Today the Government launched the National Planning Practice Guidance as part of their reforms to the planning system. Buglife is pleased to see Government requiring wildlife surveys of brownfield land, before planning permission is granted, but there is still no definition of what brownfield land of ‘high environmental value’ actually is.
With Nick Boles stressing the importance of bringing brownfield land back into use and the National Planning Policy Framework stating that brownfield land should be redeveloped as long as it is ‘not of high environmental value’, this definition is crucial.
Buglife’s Planning Manager Alice Farr said “Without clarity on what constitutes a high value site some of our best sites for rare and endangered wildlife could be under threat. There is a wealth of evidence showing us that some brownfield land is wildlife rich, in particular for threatened bugs. Two of the UK’s top five sites for wildlife are brownfields- Canvey Wick an abandoned oil refinery and West Thurrock Marshes, a former power station. West Thurrock Marshes has more biodiversity per square foot then any other site in the UK.”
“These sites are continually under threat. Over a six-year period, over half of important brownfield sites in the Thames Gateway have been lost, damaged or are under immediate threat. In London this figure is a staggering two thirds of sites.”
Development should be targeted on brownfield land provided it is not of high environmental value.
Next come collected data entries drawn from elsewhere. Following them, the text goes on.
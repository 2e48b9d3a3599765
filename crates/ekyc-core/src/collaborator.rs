//! Traits for the external services a verification run depends on.
//!
//! Implementations live outside this crate (`ekyc-server` ships HTTP and
//! filesystem adapters). Every adapter translates its transport failures into
//! a [`CollaboratorError`] so no transport-specific error type crosses this
//! boundary.

use std::{future::Future, time::Duration};

use bytes::Bytes;
use serde::{Deserialize, Serialize};
use thiserror::Error;

use crate::{identity::Field, record::ImageRef};

// ─── Errors ──────────────────────────────────────────────────────────────────

/// The typed outcome of a failed collaborator call.
#[derive(Debug, Clone, PartialEq, Eq, Error, Serialize, Deserialize)]
#[serde(tag = "kind", rename_all = "snake_case")]
pub enum CollaboratorError {
  #[error("timed out after {millis}ms")]
  Timeout { millis: u64 },

  /// Connection refused, DNS failure, or similar.
  #[error("service unavailable: {message}")]
  Unavailable { message: String },

  /// The service answered with a non-2xx status.
  #[error("service rejected the request with status {status}: {body}")]
  Rejected { status: u16, body: String },

  /// The face comparator found no face in at least one of the images.
  #[error("no face detected")]
  NoFaceDetected,

  #[error("invalid response: {message}")]
  InvalidResponse { message: String },

  #[error("{message}")]
  Other { message: String },
}

impl CollaboratorError {
  /// A call that did not finish within `limit`.
  pub fn timeout(limit: Duration) -> Self {
    Self::Timeout { millis: u64::try_from(limit.as_millis()).unwrap_or(u64::MAX) }
  }

  pub fn unavailable(message: impl Into<String>) -> Self {
    Self::Unavailable { message: message.into() }
  }

  pub fn invalid_response(message: impl Into<String>) -> Self {
    Self::InvalidResponse { message: message.into() }
  }

  pub fn other(message: impl Into<String>) -> Self {
    Self::Other { message: message.into() }
  }

  pub fn is_timeout(&self) -> bool { matches!(self, Self::Timeout { .. }) }
}

// ─── Storage ─────────────────────────────────────────────────────────────────

/// Which of the two submitted images is being stored.
#[derive(Debug, Clone, Copy, PartialEq, Eq, Serialize, Deserialize)]
#[serde(rename_all = "lowercase")]
pub enum ImageKind {
  Selfie,
  Document,
}

impl ImageKind {
  pub fn as_str(self) -> &'static str {
    match self {
      Self::Selfie => "selfie",
      Self::Document => "document",
    }
  }
}

/// Durable storage for raw image bytes.
pub trait ImageStorage: Send + Sync {
  fn upload(
    &self,
    image: Bytes,
    kind: ImageKind,
  ) -> impl Future<Output = Result<ImageRef, CollaboratorError>> + Send + '_;
}

// ─── OCR ─────────────────────────────────────────────────────────────────────

/// Image-to-text transcription.
pub trait Transcriber: Send + Sync {
  fn transcribe(
    &self,
    image: Bytes,
  ) -> impl Future<Output = Result<String, CollaboratorError>> + Send + '_;
}

// ─── Face similarity ─────────────────────────────────────────────────────────

/// Compares the faces in two images.
pub trait FaceComparator: Send + Sync {
  /// Returns the raw distance in `[0, 1]`; `0.0` means identical.
  fn compare(
    &self,
    selfie: Bytes,
    document: Bytes,
  ) -> impl Future<Output = Result<f64, CollaboratorError>> + Send + '_;
}

// ─── Remote extraction fallback ──────────────────────────────────────────────

/// A remote model asked to read fields the patterns missed.
///
/// Implementations return the model's raw reply. The extraction engine is
/// responsible for locating and validating the JSON object inside it.
pub trait ExtractionFallback: Send + Sync {
  fn infer<'a>(
    &'a self,
    text: &'a str,
    fields: &'a [Field],
  ) -> impl Future<Output = Result<String, CollaboratorError>> + Send + 'a;
}

/// A fallback that is never available. Lets a pipeline be built without one.
#[derive(Debug, Clone, Copy, Default)]
pub struct NoFallback;

impl ExtractionFallback for NoFallback {
  async fn infer<'a>(
    &'a self,
    _text: &'a str,
    _fields: &'a [Field],
  ) -> Result<String, CollaboratorError> {
    Err(CollaboratorError::unavailable("no extraction fallback configured"))
  }
}

#[cfg(test)]
mod tests {
  use super::*;

  #[test]
  fn sub_second_timeouts_keep_their_precision() {
    let err = CollaboratorError::timeout(Duration::from_millis(250));
    assert_eq!(err, CollaboratorError::Timeout { millis: 250 });
    assert_eq!(err.to_string(), "timed out after 250ms");
    assert!(err.is_timeout());
  }
}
Provisional figures from Defra indicate that only around 10% of brownfield sites are likely to be of high value for wildlife so ensuring protection of these sites will not prevent development.
Studies suggest that the best brownfield sites match the best ancient woodlands in terms of richness and the number of rare species. Despite this wealth of wildlife, brownfield sites are often seen as eyesores or wastelands, and are targeted for development with little regard for their conservation value.
The degradation of the wider countryside due to agricultural improvement and development pressures means that brownfield sites are becoming increasingly important within ecological networks, as they provide refuges and linkages between other more traditional habitats sustaining biodiversity and act as stepping stones for species to disperse around and through urban areas.
It is estimated that around 17 species of conservation concern are strongly associated with brownfield land. In addition to this, 15% of nationally rare and scarce invertebrates have been recorded from Britain’s brownfields, with some found nowhere else, including 50% of rare solitary bees and wasps, and 35% of rare ground beetles.
The previous Government recognised this in 2007 when they included Open Mosaic Habitat on previously Developed Land (OMH) to a list of Priority habitats under Section 41 of the Natural Environment and Rural Communities Act.